Il DPO come presidio attivo di accountability

Dalle fattispecie oggetto di intervento del Garante emerge con forza che il DPO non è un semplice organo burocratico, bensì un attore essenziale per realizzare il principio di responsabilizzazione (accountability) previsto dal Regolamento generale sulla protezione dei dati.

La sua efficacia cresce esponenzialmente se il DPO viene coinvolto sin dall’inizio ed è dotato di legittimazione e autonomia decisionale.

Solo così potrà svolgere appieno il suo compito di vigilanza, orientamento e consulenza.

In quest’ottica, i provvedimenti del Garante richiedono una metabolizzazione e diventare perno per una crescita della consapevolezza della complessità che il trattamento dei dati personali può comportare.

I provvedimenti non sono solo ammonizioni o sanzioni, ma vanno considerate vere e proprie “lezioni operative”, capaci di indicare modelli virtuosi, migliorare processi e valorizzare figure professionali spesso invisibili, ma cruciali per la tutela dei diritti fondamentali.

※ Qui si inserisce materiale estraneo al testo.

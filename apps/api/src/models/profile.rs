//! Profile entities owned by the profile store.

use chrono::{DateTime, Utc};
use serde::{Deserialize, Serialize};

/// A portfolio project. Identity is fixed at creation; edits replace the whole record.
#[derive(Debug, Clone, PartialEq, Serialize, Deserialize)]
pub struct Project {
    pub id: String,
    pub title: String,
    pub year: i32,
    pub subtitle: String,
    pub description: Vec<String>,
}

#[derive(Debug, Clone, PartialEq, Serialize, Deserialize)]
pub struct NewProject {
    pub title: String,
    pub year: i32,
    #[serde(default)]
    pub subtitle: String,
    #[serde(default)]
    pub description: Vec<String>,
}

impl NewProject {
    pub fn into_project(self, id: String) -> Project {
        Project {
            id,
            title: self.title,
            year: self.year,
            subtitle: self.subtitle,
            description: self.description,
        }
    }
}

/// A past position. `dates` is free-form ("Jan 2022 - Present") and never parsed.
#[derive(Debug, Clone, PartialEq, Serialize, Deserialize)]
pub struct WorkExperience {
    pub id: String,
    pub company: String,
    pub role: String,
    pub dates: String,
    pub bullets: Vec<String>,
}

#[derive(Debug, Clone, PartialEq, Serialize, Deserialize)]
pub struct NewWorkExperience {
    pub company: String,
    pub role: String,
    #[serde(default)]
    pub dates: String,
    pub bullets: Vec<String>,
}

#[derive(Debug, Clone, PartialEq, Eq, Serialize, Deserialize)]
pub struct Skill {
    pub id: String,
    pub name: String,
}

/// Which library a document belongs to. Fixed at creation.
#[derive(Debug, Clone, Copy, PartialEq, Eq, Hash, Serialize, Deserialize)]
#[serde(rename_all = "snake_case")]
pub enum DocumentRole {
    Resume,
    CoverLetter,
}

impl DocumentRole {
    pub fn as_str(&self) -> &'static str {
        match self {
            DocumentRole::Resume => "resume",
            DocumentRole::CoverLetter => "cover_letter",
        }
    }

    pub fn parse(value: &str) -> Option<Self> {
        match value {
            "resume" => Some(DocumentRole::Resume),
            "cover_letter" | "cover-letter" | "coverLetter" => Some(DocumentRole::CoverLetter),
            _ => None,
        }
    }
}

/// Document payload: inline text, or a reference to a stored upload.
#[derive(Debug, Clone, PartialEq, Serialize, Deserialize)]
#[serde(tag = "kind", rename_all = "snake_case")]
pub enum DocumentBody {
    Text {
        content: String,
    },
    Binary {
        #[serde(rename = "storageRef")]
        storage_ref: String,
    },
}

#[derive(Debug, Clone, PartialEq, Serialize, Deserialize)]
pub struct Document {
    pub id: String,
    pub role: DocumentRole,
    pub name: String,
    pub body: DocumentBody,
    pub created_at: DateTime<Utc>,
}

#[derive(Debug, Clone)]
pub struct NewDocument {
    pub role: DocumentRole,
    pub name: String,
    pub body: DocumentBody,
}

/// Both document collections, as the client lists them.
#[derive(Debug, Clone, Default, Serialize)]
#[serde(rename_all = "camelCase")]
pub struct DocumentLibrary {
    pub resumes: Vec<Document>,
    pub cover_letters: Vec<Document>,
}
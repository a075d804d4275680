use axum::{
    extract::{Path, State},
    http::StatusCode,
    Json,
};
use tokio::sync::OwnedMutexGuard;
use tracing::info;
use uuid::Uuid;

use crate::errors::AppError;
use crate::models::resume::SavedResult;
use crate::pipeline::registry::Checkout;
use crate::pipeline::state::StageKind;
use crate::pipeline::{DraftEdit, OptimizationRequest, PipelineSession, RunSnapshot};
use crate::state::AppState;

/// Locks a live session for the duration of one request.
pub async fn checkout_session(
    state: &AppState,
    id: Uuid,
) -> Result<OwnedMutexGuard<PipelineSession>, AppError> {
    state.runs.checkout(id).await.map_err(|reason| match reason {
        Checkout::Missing => AppError::NotFound(format!("Optimization {id} not found")),
        Checkout::Busy => {
            AppError::Conflict(format!("Optimization {id} has a stage in progress"))
        }
    })
}

/// POST /api/optimizations
pub async fn handle_start(
    State(state): State<AppState>,
    Json(req): Json<OptimizationRequest>,
) -> Result<(StatusCode, Json<RunSnapshot>), AppError> {
    let session = state.orchestrator.prepare(req).await?;
    let id = session.id();
    let mut session = state.runs.insert(session).await;

    state.orchestrator.run(&mut session).await?;

    if !state.runs.contains(id).await {
        return Err(AppError::NotFound(format!(
            "Optimization {id} was discarded while running"
        )));
    }
    Ok((StatusCode::CREATED, Json(state.orchestrator.snapshot(&session))))
}

/// GET /api/optimizations/:id
pub async fn handle_get(
    State(state): State<AppState>,
    Path(id): Path<Uuid>,
) -> Result<Json<RunSnapshot>, AppError> {
    let session = checkout_session(&state, id).await?;
    Ok(Json(state.orchestrator.snapshot(&session)))
}

/// DELETE /api/optimizations/:id
pub async fn handle_discard(
    State(state): State<AppState>,
    Path(id): Path<Uuid>,
) -> Result<StatusCode, AppError> {
    let slot = state
        .runs
        .remove(id)
        .await
        .ok_or_else(|| AppError::NotFound(format!("Optimization {id} not found")))?;

    // A locked session is mid-stage; its result is dropped when the stage returns.
    if let Ok(mut session) = slot.try_lock() {
        session.reset()?;
    }
    info!("Run {id} discarded");
    Ok(StatusCode::NO_CONTENT)
}

/// POST /api/optimizations/:id/retry/:stage
pub async fn handle_retry(
    State(state): State<AppState>,
    Path((id, stage)): Path<(Uuid, String)>,
) -> Result<Json<RunSnapshot>, AppError> {
    let stage = StageKind::parse(&stage).ok_or_else(|| {
        AppError::Validation(format!(
            "Unknown stage '{stage}'; expected bullets, skills or cover-letter"
        ))
    })?;
    let mut session = checkout_session(&state, id).await?;

    state.orchestrator.retry(&mut session, stage).await?;

    if !state.runs.contains(id).await {
        return Err(AppError::NotFound(format!(
            "Optimization {id} was discarded while running"
        )));
    }
    Ok(Json(state.orchestrator.snapshot(&session)))
}

/// PUT /api/optimizations/:id/draft
pub async fn handle_edit_draft(
    State(state): State<AppState>,
    Path(id): Path<Uuid>,
    Json(edit): Json<DraftEdit>,
) -> Result<Json<RunSnapshot>, AppError> {
    let mut session = checkout_session(&state, id).await?;
    state.orchestrator.apply_draft(&mut session, edit)?;
    Ok(Json(state.orchestrator.snapshot(&session)))
}

/// POST /api/optimizations/:id/save
pub async fn handle_save(
    State(state): State<AppState>,
    Path(id): Path<Uuid>,
) -> Result<(StatusCode, Json<SavedResult>), AppError> {
    let session = checkout_session(&state, id).await?;
    let saved = state.orchestrator.save(&session).await?;
    Ok((StatusCode::CREATED, Json(saved)))
}
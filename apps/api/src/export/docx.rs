//! Word (.docx) export of the Markdown resume and the cover letter.
//!
//! Only the Markdown the exporter itself produces is understood: `#`/`##`/`###`
//! headings, `- `/`* ` bullets, `**bold**` spans and whole-line `*italic*`.
//! Anything else becomes a plain paragraph.

use std::io::Cursor;

use docx_rs::{
    AbstractNumbering, Docx, IndentLevel, Level, LevelJc, LevelText, LineSpacing, NumberFormat,
    Numbering, NumberingId, Paragraph, Run, Start, Style, StyleType,
};
use thiserror::Error;

use crate::errors::AppError;

pub const DOCX: &str = "application/vnd.openxmlformats-officedocument.wordprocessingml.document";

const BULLET_NUMBERING: usize = 1;

#[derive(Debug, Error)]
#[error("Could not build the Word document: {0}")]
pub struct DocxError(String);

impl From<DocxError> for AppError {
    fn from(e: DocxError) -> Self {
        AppError::Render(e.to_string())
    }
}

#[derive(Debug, Clone, PartialEq, Eq)]
pub struct Span {
    pub text: String,
    pub bold: bool,
    pub italic: bool,
}

impl Span {
    fn plain(text: &str) -> Self {
        Self {
            text: text.to_string(),
            bold: false,
            italic: false,
        }
    }
}

#[derive(Debug, Clone, PartialEq, Eq)]
pub enum Block {
    Heading { level: u8, text: String },
    Bullet(Vec<Span>),
    Paragraph(Vec<Span>),
    Blank,
}

/// Splits `**bold**` spans out of a line. An unmatched `**` stays literal.
fn spans(line: &str) -> Vec<Span> {
    let pieces: Vec<&str> = line.split("**").collect();
    let last = pieces.len() - 1;
    let mut out = Vec::new();
    for (i, piece) in pieces.iter().enumerate() {
        if piece.is_empty() {
            continue;
        }
        let bold = i % 2 == 1 && i < last;
        let text = if i % 2 == 1 && i == last {
            format!("**{piece}")
        } else {
            piece.to_string()
        };
        out.push(Span {
            text,
            bold,
            italic: false,
        });
    }
    out
}

pub fn parse_blocks(markdown: &str) -> Vec<Block> {
    let mut blocks = Vec::new();
    for line in markdown.lines() {
        let trimmed = line.trim();
        let heading = [("### ", 3), ("## ", 2), ("# ", 1)]
            .into_iter()
            .find_map(|(marker, level)| trimmed.strip_prefix(marker).map(|t| (level, t)));

        let block = if let Some((level, text)) = heading {
            Block::Heading {
                level,
                text: text.trim().to_string(),
            }
        } else if let Some(item) = trimmed
            .strip_prefix("- ")
            .or_else(|| trimmed.strip_prefix("* "))
        {
            Block::Bullet(spans(item))
        } else if trimmed.is_empty() {
            Block::Blank
        } else if trimmed.len() > 2
            && trimmed.starts_with('*')
            && trimmed.ends_with('*')
            && !trimmed.starts_with("**")
        {
            let mut span = Span::plain(&trimmed[1..trimmed.len() - 1]);
            span.italic = true;
            Block::Paragraph(vec![span])
        } else {
            Block::Paragraph(spans(line))
        };
        blocks.push(block);
    }
    blocks
}

fn run(span: &Span) -> Run {
    let mut run = Run::new().add_text(span.text.as_str());
    if span.bold {
        run = run.bold();
    }
    if span.italic {
        run = run.italic();
    }
    run
}

fn paragraph(block: &Block) -> Paragraph {
    match block {
        Block::Heading { level, text } => {
            let (before, after) = match level {
                1 => (0, 200),
                2 => (200, 180),
                _ => (180, 160),
            };
            Paragraph::new()
                .add_run(Run::new().add_text(text.as_str()))
                .style(&format!("Heading{level}"))
                .line_spacing(LineSpacing::new().before(before).after(after))
        }
        Block::Bullet(spans) => spans
            .iter()
            .fold(Paragraph::new(), |p, s| p.add_run(run(s)))
            .numbering(NumberingId::new(BULLET_NUMBERING), IndentLevel::new(0)),
        Block::Paragraph(spans) => spans
            .iter()
            .fold(Paragraph::new(), |p, s| p.add_run(run(s)))
            .line_spacing(LineSpacing::new().after(120)),
        Block::Blank => Paragraph::new(),
    }
}

fn heading_style(level: usize, size: usize) -> Style {
    Style::new(format!("Heading{level}"), StyleType::Paragraph)
        .name(format!("Heading {level}"))
        .size(size)
        .bold()
}

/// Builds a .docx package from exporter Markdown.
pub fn render_docx(markdown: &str) -> Result<Vec<u8>, DocxError> {
    let bullets = AbstractNumbering::new(BULLET_NUMBERING).add_level(Level::new(
        0,
        Start::new(1),
        NumberFormat::new("bullet"),
        LevelText::new("•"),
        LevelJc::new("left"),
    ));

    let docx = parse_blocks(markdown).iter().fold(
        Docx::new()
            .add_style(heading_style(1, 32))
            .add_style(heading_style(2, 28))
            .add_style(heading_style(3, 24))
            .add_abstract_numbering(bullets)
            .add_numbering(Numbering::new(BULLET_NUMBERING, BULLET_NUMBERING)),
        |docx, block| docx.add_paragraph(paragraph(block)),
    );

    let mut buffer = Cursor::new(Vec::new());
    docx.build()
        .pack(&mut buffer)
        .map_err(|e| DocxError(e.to_string()))?;
    Ok(buffer.into_inner())
}
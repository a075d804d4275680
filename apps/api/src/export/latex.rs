//! LaTeX source for a resume, same section order as the Markdown export.

use crate::export::markdown::flatten;
use crate::models::resume::ResumeStructure;

const PREAMBLE: &str = r"\documentclass[a4paper,10pt]{article}
\usepackage[margin=1cm]{geometry}
\usepackage{enumitem}
\usepackage{titlesec}
\usepackage{hyperref}

\pagenumbering{gobble}
\titleformat{\section}{\large\bfseries}{}{0em}{}[\titlerule]

\newcommand{\entry}[4]{%
  \textbf{#1} \hfill \textit{#2}\\
  \textit{#3}\\[-2pt]
  \begin{itemize}[leftmargin=1em, noitemsep, topsep=0pt]
    #4
  \end{itemize}
}
";

/// Escapes LaTeX special characters in one pass and flattens control characters.
pub fn escape(value: &str) -> String {
    let mut out = String::with_capacity(value.len());
    for c in flatten(value).chars() {
        match c {
            '\\' => out.push_str(r"\textbackslash{}"),
            '~' => out.push_str(r"\textasciitilde{}"),
            '^' => out.push_str(r"\textasciicircum{}"),
            '&' | '%' | '$' | '#' | '_' | '{' | '}' => {
                out.push('\\');
                out.push(c);
            }
            _ => out.push(c),
        }
    }
    out
}

fn items(bullets: &[String]) -> String {
    if bullets.is_empty() {
        // itemize refuses to be empty
        return r"\item[] {}".to_string();
    }
    bullets
        .iter()
        .map(|b| format!(r"\item {}", escape(b)))
        .collect::<Vec<_>>()
        .join("\n    ")
}

fn entry(title: &str, dates: &str, subtitle: &str, bullets: &[String]) -> String {
    format!(
        "\\entry\n  {{{}}}\n  {{{}}}\n  {{{}}}\n  {{\n    {}\n  }}\n",
        escape(title),
        escape(dates),
        escape(subtitle),
        items(bullets)
    )
}

pub fn render_latex(name: &str, resume: &ResumeStructure) -> String {
    let links = &resume.links;
    let education = &resume.education;
    let mut tex = String::from(PREAMBLE);

    tex.push_str("\n\\begin{document}\n\n");
    tex.push_str(&format!("{{\\LARGE \\textbf{{{}}}}}\\\\[3pt]\n", escape(name)));
    let contact: Vec<String> = [
        &links.email,
        &links.phone,
        &links.portfolio,
        &links.github,
        &links.linkedin,
    ]
    .into_iter()
    .map(|v| escape(v))
    .filter(|v| !v.is_empty())
    .collect();
    tex.push_str(&contact.join(" \\quad | \\quad "));
    tex.push_str("\\\\[6pt]\n\n");

    tex.push_str("\\section*{Professional Summary}\n");
    tex.push_str(&escape(&resume.summary));
    tex.push_str("\n\n");

    tex.push_str("\\section*{Education}\n");
    tex.push_str(&format!(
        "\\textbf{{{}}} \\hfill \\textit{{{}}}\\\\\n{}\\\\\n",
        escape(&education.institution),
        escape(&education.dates),
        escape(&education.degree)
    ));
    for detail in &education.details {
        tex.push_str(&format!("\\textbullet{{}} {}\\\\\n", escape(detail)));
    }
    tex.push('\n');

    tex.push_str("\\section*{Work Experience}\n");
    for exp in &resume.work_experience {
        tex.push_str(&entry(&exp.company, &exp.dates, &exp.role, &exp.bullets));
    }
    tex.push('\n');

    tex.push_str("\\section*{Notable Projects}\n");
    for proj in &resume.projects {
        tex.push_str(&entry(&proj.company, &proj.dates, &proj.minor_desc, &proj.bullets));
    }
    tex.push('\n');

    tex.push_str("\\section*{Technical Skills}\n");
    for skill in &resume.skills {
        tex.push_str(&format!(
            "\\textbf{{{}:}} {}\\\\\n",
            escape(&skill.title),
            escape(&skill.items)
        ));
    }

    tex.push_str("\n\\end{document}\n");
    tex
}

Per dirla con l’Amleto di Shakespeare, “Assume a virtue, if you have it not”:
il ruolo del DPO non si improvvisa. Ma richiede formazione, consapevolezza e una convinta assunzione di responsabilità (da retribuire adeguatamente).

In un’epoca in cui i dati personali costituiscono una delle risorse più sensibili e strategiche, investire nella competenza e nell’autonomia del DPO, non è solo un obbligo giuridico, ma una scelta di civiltà.